- YOUR TASK
Your answer should repeat the listing in full, with no line missing or altered.
====== MATERIAL FOR THE TASK ======
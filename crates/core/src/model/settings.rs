use thiserror::Error;
use url::Url;

pub const DEFAULT_API_BASE_URL: &str = "https://flashcard-backend-cllv.onrender.com";
pub const DEFAULT_QUIZ_BASE_URL: &str = "http://localhost:5000";
pub const DEFAULT_QUESTION_COUNT: u32 = 5;
pub const MAX_QUESTION_COUNT: u32 = 50;

/// Validated client configuration: where the backends live and how long a quiz is.
#[derive(Clone, Debug, PartialEq, Eq)]
pub struct ClientSettings {
    api_base_url: String,
    quiz_base_url: String,
    default_question_count: u32,
}

#[derive(Clone, Debug, Default)]
pub struct ClientSettingsDraft {
    pub api_base_url: Option<String>,
    pub quiz_base_url: Option<String>,
    pub default_question_count: Option<u32>,
}

#[derive(Debug, Error, Clone, PartialEq, Eq)]
#[non_exhaustive]
pub enum ClientSettingsError {
    #[error("invalid base URL for {field}")]
    InvalidBaseUrl { field: &'static str },
    #[error("question count must be between 1 and 50, got {0}")]
    InvalidQuestionCount(u32),
}

impl ClientSettingsDraft {
    #[must_use]
    pub fn new() -> Self {
        Self::default()
    }

    /// Validate and normalize the draft, filling defaults for missing values.
    ///
    /// # Errors
    ///
    /// Returns `ClientSettingsError` if a base URL does not parse or the
    /// question count is outside `1..=MAX_QUESTION_COUNT`.
    pub fn validate(self) -> Result<ClientSettings, ClientSettingsError> {
        let api_base_url = normalize_url(self.api_base_url, "api_base_url")?
            .unwrap_or_else(|| DEFAULT_API_BASE_URL.to_owned());
        let quiz_base_url = normalize_url(self.quiz_base_url, "quiz_base_url")?
            .unwrap_or_else(|| DEFAULT_QUIZ_BASE_URL.to_owned());

        let default_question_count = self.default_question_count.unwrap_or(DEFAULT_QUESTION_COUNT);
        if default_question_count == 0 || default_question_count > MAX_QUESTION_COUNT {
            return Err(ClientSettingsError::InvalidQuestionCount(
                default_question_count,
            ));
        }

        Ok(ClientSettings {
            api_base_url,
            quiz_base_url,
            default_question_count,
        })
    }
}

impl ClientSettings {
    #[must_use]
    pub fn api_base_url(&self) -> &str {
        &self.api_base_url
    }

    #[must_use]
    pub fn quiz_base_url(&self) -> &str {
        &self.quiz_base_url
    }

    #[must_use]
    pub fn default_question_count(&self) -> u32 {
        self.default_question_count
    }
}

impl Default for ClientSettings {
    fn default() -> Self {
        Self {
            api_base_url: DEFAULT_API_BASE_URL.to_owned(),
            quiz_base_url: DEFAULT_QUIZ_BASE_URL.to_owned(),
            default_question_count: DEFAULT_QUESTION_COUNT,
        }
    }
}

// Trailing slashes are dropped so endpoint paths can be appended directly.
fn normalize_url(
    value: Option<String>,
    field: &'static str,
) -> Result<Option<String>, ClientSettingsError> {
    let Some(value) = value
        .map(|val| val.trim().trim_end_matches('/').to_string())
        .filter(|val| !val.is_empty())
    else {
        return Ok(None);
    };
    if Url::parse(&value).is_err() {
        return Err(ClientSettingsError::InvalidBaseUrl { field });
    }
    Ok(Some(value))
}

#[cfg(test)]
mod tests {
    use super::*;

    #[test]
    fn empty_draft_uses_defaults() {
        let settings = ClientSettingsDraft::new().validate().unwrap();
        assert_eq!(settings, ClientSettings::default());
    }

    #[test]
    fn blank_values_are_treated_as_missing() {
        let settings = ClientSettingsDraft {
            api_base_url: Some("   ".into()),
            ..ClientSettingsDraft::default()
        }
        .validate()
        .unwrap();
        assert_eq!(settings.api_base_url(), DEFAULT_API_BASE_URL);
    }

    #[test]
    fn trailing_slashes_are_trimmed() {
        let settings = ClientSettingsDraft {
            quiz_base_url: Some("http://127.0.0.1:5000//".into()),
            ..ClientSettingsDraft::default()
        }
        .validate()
        .unwrap();
        assert_eq!(settings.quiz_base_url(), "http://127.0.0.1:5000");
    }

    #[test]
    fn rejects_bad_url_and_count() {
        let err = ClientSettingsDraft {
            api_base_url: Some("not a url".into()),
            ..ClientSettingsDraft::default()
        }
        .validate()
        .unwrap_err();
        assert_eq!(
            err,
            ClientSettingsError::InvalidBaseUrl {
                field: "api_base_url"
            }
        );

        let err = ClientSettingsDraft {
            default_question_count: Some(0),
            ..ClientSettingsDraft::default()
        }
        .validate()
        .unwrap_err();
        assert_eq!(err, ClientSettingsError::InvalidQuestionCount(0));
    }
}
======
- SOLUTION TO THE PROBLEM
filename crates/core/src/model/settings.rs
use thiserror::Error;
use url::Url;

pub const DEFAULT_API_BASE_URL: &str = "https://flashcard-backend-cllv.onrender.com";
pub const DEFAULT_QUIZ_BASE_URL: &str = "http://localhost:5000";
pub const DEFAULT_QUESTION_COUNT: u32 = 5;
pub const MAX_QUESTION_COUNT: u32 = 50;

/// Validated client configuration: where the backends live and how long a quiz is.
#[derive(Clone, Debug, PartialEq, Eq)]
pub struct ClientSettings {
    api_base_url: String,
    quiz_base_url: String,
    default_question_count: u32,
}

#[derive(Clone, Debug, Default)]
pub struct ClientSettingsDraft {
    pub api_base_url: Option<String>,
    pub quiz_base_url: Option<String>,
    pub default_question_count: Option<u32>,
}

#[derive(Debug, Error, Clone, PartialEq, Eq)]
#[non_exhaustive]
pub enum ClientSettingsError {
    #[error("invalid base URL for {field}")]
    InvalidBaseUrl { field: &'static str },
    #[error("question count must be between 1 and 50, got {0}")]
    InvalidQuestionCount(u32),
}

impl ClientSettingsDraft {
    #[must_use]
    pub fn new() -> Self {
        Self::default()
    }

    /// Validate and normalize the draft, filling defaults for missing values.
    ///
    /// # Errors
    ///
    /// Returns `ClientSettingsError` if a base URL does not parse or the
    /// question count is outside `1..=MAX_QUESTION_COUNT`.
    pub fn validate(self) -> Result<ClientSettings, ClientSettingsError> {
        let api_base_url = normalize_url(self.api_base_url, "api_base_url")?
            .unwrap_or_else(|| DEFAULT_API_BASE_URL.to_owned());
        let quiz_base_url = normalize_url(self.quiz_base_url, "quiz_base_url")?
            .unwrap_or_else(|| DEFAULT_QUIZ_BASE_URL.to_owned());

        let default_question_count = self.default_question_count.unwrap_or(DEFAULT_QUESTION_COUNT);
        if default_question_count == 0 || default_question_count > MAX_QUESTION_COUNT {
            return Err(ClientSettingsError::InvalidQuestionCount(
                default_question_count,
            ));
        }

        Ok(ClientSettings {
            api_base_url,
            quiz_base_url,
            default_question_count,
        })
    }
}

impl ClientSettings {
    #[must_use]
    pub fn api_base_url(&self) -> &str {
        &self.api_base_url
    }

    #[must_use]
    pub fn quiz_base_url(&self) -> &str {
        &self.quiz_base_url
    }

    #[must_use]
    pub fn default_question_count(&self) -> u32 {
        self.default_question_count
    }
}

impl Default for ClientSettings {
    fn default() -> Self {
        Self {
            api_base_url: DEFAULT_API_BASE_URL.to_owned(),
            quiz_base_url: DEFAULT_QUIZ_BASE_URL.to_owned(),
            default_question_count: DEFAULT_QUESTION_COUNT,
        }
    }
}

// Trailing slashes are dropped so endpoint paths can be appended directly.
fn normalize_url(
    value: Option<String>,
    field: &'static str,
) -> Result<Option<String>, ClientSettingsError> {
    let Some(value) = value
        .map(|val| val.trim().trim_end_matches('/').to_string())
        .filter(|val| !val.is_empty())
    else {
        return Ok(None);
    };
    if Url::parse(&value).is_err() {
        return Err(ClientSettingsError::InvalidBaseUrl { field });
    }
    Ok(Some(value))
}

#[cfg(test)]
mod tests {
    use super::*;

    #[test]
    fn empty_draft_uses_defaults() {
        let settings = ClientSettingsDraft::new().validate().unwrap();
        assert_eq!(settings, ClientSettings::default());
    }

    #[test]
    fn blank_values_are_treated_as_missing() {
        let settings = ClientSettingsDraft {
            api_base_url: Some("   ".into()),
            ..ClientSettingsDraft::default()
        }
        .validate()
        .unwrap();
        assert_eq!(settings.api_base_url(), DEFAULT_API_BASE_URL);
    }

    #[test]
    fn trailing_slashes_are_trimmed() {
        let settings = ClientSettingsDraft {
            quiz_base_url: Some("http://127.0.0.1:5000//".into()),
            ..ClientSettingsDraft::default()
        }
        .validate()
        .unwrap();
        assert_eq!(settings.quiz_base_url(), "http://127.0.0.1:5000");
    }

    #[test]
    fn rejects_bad_url_and_count() {
        let err = ClientSettingsDraft {
            api_base_url: Some("not a url".into()),
            ..ClientSettingsDraft::default()
        }
        .validate()
        .unwrap_err();
        assert_eq!(
            err,
            ClientSettingsError::InvalidBaseUrl {
                field: "api_base_url"
            }
        );

        let err = ClientSettingsDraft {
            default_question_count: Some(0),
            ..ClientSettingsDraft::default()
        }
        .validate()
        .unwrap_err();
        assert_eq!(err, ClientSettingsError::InvalidQuestionCount(0));
    }
}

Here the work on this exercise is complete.